For Yin Zhaohui, photography is synonymous with consumer culture: its representation supplants the ‘real’ with an economy of image-ideals, establishing a ‘normalcy’ of perception based on degeneration and distance. Working from photographs rather than from life models, Yin appropriates photography’s mechanical aesthetics to emphasise and heighten this estrangement. In his paintings of the body, Yin concentrates on distinctly human features — such as the hands and face — to disrupt this system of expectation. Devices such as greyscale palette, forced lighting effects, and areas of intensified or diffused focus reinforce an unnatural perception of these intimate details, creating a jarring sense of the uncanny.

Rendered with clinical austerity, Yin’s Untitled (Fingers), on first glance, appears as an abstraction of cylindrical forms – like an Escher-esque pile of sausages – implausibly entwined, weirdly seductive and repulsive with their organic suggestion. The image is of course, a large ‘close up’ of hands. Inspired by John Coplan’s Self Portrait Fingers, a series of work where Coplan photographed his own hands in a variety of sexually evocative positions, Yin’s paintings construe the intrinsically human as something alien and dead. Yin executes this painting with a slick pop veneer, framing his inanimate appendages in the language of commodity fetishism.

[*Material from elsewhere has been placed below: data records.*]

//! Human-readable printing of domains and program inputs.

use pretty::{DocAllocator, DocBuilder};

use crate::codegen::names::{self, FIRST_ITERATOR, FIRST_PARAMETER, SCATTERING_PREFIX};
use crate::codegen::program::ProgramInput;
use crate::polyhedral::Domain;
use crate::utils::pretty::{CodeFormatter, PrettyPrint, DEFAULT_WIDTH};

/// A domain together with the names of its dimensions.
pub struct NamedDomain<'d> {
    domain: &'d Domain,
    names: &'d [String],
}

impl<'d> NamedDomain<'d> {
    /// Pair a domain with its column names.
    pub fn new(domain: &'d Domain, names: &'d [String]) -> Self {
        Self { domain, names }
    }
}

impl PrettyPrint for NamedDomain<'_> {
    /// `{ [i, j] : rows or rows }`, breaking between rows when too wide.
    fn to_doc<'a, D: DocAllocator<'a>>(&self, allocator: &'a D) -> DocBuilder<'a, D> {
        let header = allocator.text(format!("{{ [{}] :", self.names.join(", ")));
        let mut body = allocator.nil();
        if self.domain.members().is_empty() {
            body = body.append(allocator.text("false"));
        }
        for (k, member) in self.domain.members().iter().enumerate() {
            if k > 0 {
                body = body.append(allocator.line()).append(allocator.text("or "));
            }
            let rows = member.to_system().constraints;
            let mut member_doc = allocator.text("(");
            if rows.is_empty() {
                member_doc = member_doc.append(allocator.text("true"));
            }
            for (i, row) in rows.iter().enumerate() {
                if i > 0 {
                    member_doc = member_doc.append(allocator.text(" and")).append(allocator.line());
                }
                member_doc = member_doc.append(allocator.text(row.to_string_with_names(self.names)));
            }
            body = body.append(member_doc.append(allocator.text(")")).nest(1).group());
        }
        header
            .append(allocator.line().append(body).nest(2))
            .append(allocator.line())
            .append(allocator.text("}"))
            .group()
    }
}

/// Writes a program input section by section, one level of indentation per nesting.
#[derive(Debug, Clone)]
pub struct PolyPrinter {
    out: CodeFormatter,
    depth: usize,
}

impl PolyPrinter {
    /// Empty printer.
    pub fn new() -> Self {
        Self { out: CodeFormatter::new("  "), depth: 0 }
    }

    /// Everything printed so far.
    pub fn take_output(self) -> String {
        self.out.finish()
    }

    /// Emit `label` followed by `domain`, wrapped to fit the remaining width.
    pub fn print_domain(&mut self, label: &str, domain: &Domain, names: &[String]) {
        let width = DEFAULT_WIDTH.saturating_sub(2 * self.depth + label.len()).max(20);
        let text = NamedDomain::new(domain, names).render(width);
        self.out.line(&format!("{}{}", label, text));
    }

    fn deeper<F: FnOnce(&mut Self)>(&mut self, f: F) {
        self.out.indent();
        self.depth += 1;
        f(self);
        self.depth -= 1;
        self.out.dedent();
    }

    /// Print every section of a program input.
    pub fn print_input(&mut self, input: &ProgramInput) {
        let nb_par = input.nb_parameters();
        let parameters = input
            .parameter_names
            .clone()
            .unwrap_or_else(|| names::generate_letters(FIRST_PARAMETER, nb_par));
        self.out.line(&format!("Language: {}", input.language));
        self.print_domain("Context: ", &input.context, &parameters);
        self.out.line(&format!("Statements ({}):", input.statements.len()));

        self.deeper(|p| {
            for (i, domain) in input.statements.iter().enumerate() {
                let depth = domain.dim().saturating_sub(nb_par);
                let mut columns = complete(input.iterator_names.as_deref(), depth, |n| {
                    names::generate_letters(FIRST_ITERATOR, n)
                });
                columns.extend(parameters.iter().cloned());
                p.print_domain(&format!("S{}: ", i + 1), domain, &columns);

                if let Some(scattering) = input.scatterings.get(i) {
                    let nb_scatt = scattering.dim().saturating_sub(domain.dim());
                    let mut scatt_columns = complete(input.scattering_names.as_deref(), nb_scatt, |n| {
                        names::generate_prefixed(SCATTERING_PREFIX, n)
                    });
                    scatt_columns.extend(columns);
                    p.deeper(|p| p.print_domain("scattering: ", scattering, &scatt_columns));
                }
            }
        });
    }
}

impl Default for PolyPrinter {
    fn default() -> Self {
        Self::new()
    }
}

/// The first `count` user names, padded with generated ones.
fn complete(given: Option<&[String]>, count: usize, generate: impl Fn(usize) -> Vec<String>) -> Vec<String> {
    let mut out: Vec<String> = given.unwrap_or(&[]).iter().take(count).cloned().collect();
    let have = out.len();
    out.extend(generate(count).into_iter().skip(have));
    out
}

/// Render a domain on one line if it fits.
pub fn print_domain(domain: &Domain, names: &[String]) -> String {
    NamedDomain::new(domain, names).render(DEFAULT_WIDTH)
}

/// Print a program input to a string.
pub fn print_input(input: &ProgramInput) -> String {
    let mut printer = PolyPrinter::new();
    printer.print_input(input);
    printer.take_output()
}

#[cfg(test)]
mod tests {
    use super::*;
    use crate::polyhedral::Constraint;

    fn names(list: &[&str]) -> Vec<String> {
        list.iter().map(|s| s.to_string()).collect()
    }

    #[test]
    fn test_print_domain() {
        let domain =
            Domain::from_constraints(1, vec![Constraint::lower_bound(0, 0, 1), Constraint::upper_bound(0, 9, 1)])
                .unwrap();
        let text = print_domain(&domain, &names(&["i"]));
        assert_eq!(text, "{ [i] : (i >= 0 and -i+9 >= 0) }");
        assert_eq!(print_domain(&Domain::empty(1), &names(&["i"])), "{ [i] : false }");
    }

    #[test]
    fn test_long_domain_breaks() {
        let rows: Vec<Constraint> = (0..8).map(|k| Constraint::lower_bound(k, 0, 8)).collect();
        let domain = Domain::from_constraints(8, rows).unwrap();
        let columns: Vec<String> = (0..8).map(|k| format!("iterator{}", k)).collect();
        let text = NamedDomain::new(&domain, &columns).render(40);
        assert!(text.lines().count() > 1);
        assert!(text.starts_with("{ [iterator0"));
    }

    #[test]
    fn test_print_input() {
        let domain =
            Domain::from_constraints(1, vec![Constraint::lower_bound(0, 0, 1), Constraint::upper_bound(0, 3, 1)])
                .unwrap();
        let input = ProgramInput::new(Domain::universe(0)).with_statement(domain);
        let text = print_input(&input);
        assert!(text.contains("Statements (1):"));
        assert!(text.contains("  S1: { [i] : (i >= 0 and -i+3 >= 0) }"));
    }
}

Picturing a cropped detail of a distorted face Yin’s Untitled (Face) is unnerving because it disrupts the most fundamental feature of identity. Quite literally construing ‘disfigurement’ as a schism between the personalised body and its external discernment, the colouring disperses from life-like at the centred nose to an unnatural waxen grey towards the canvas’s edges, a reference to flash bulb lighting and metaphor for private and public consciousness. Through Yin’s flat graphic style of painting and subtle tonal gradations, Untitled (Face) offers a multi-layered enigma of perspective, both in its formal composition and cultural associations.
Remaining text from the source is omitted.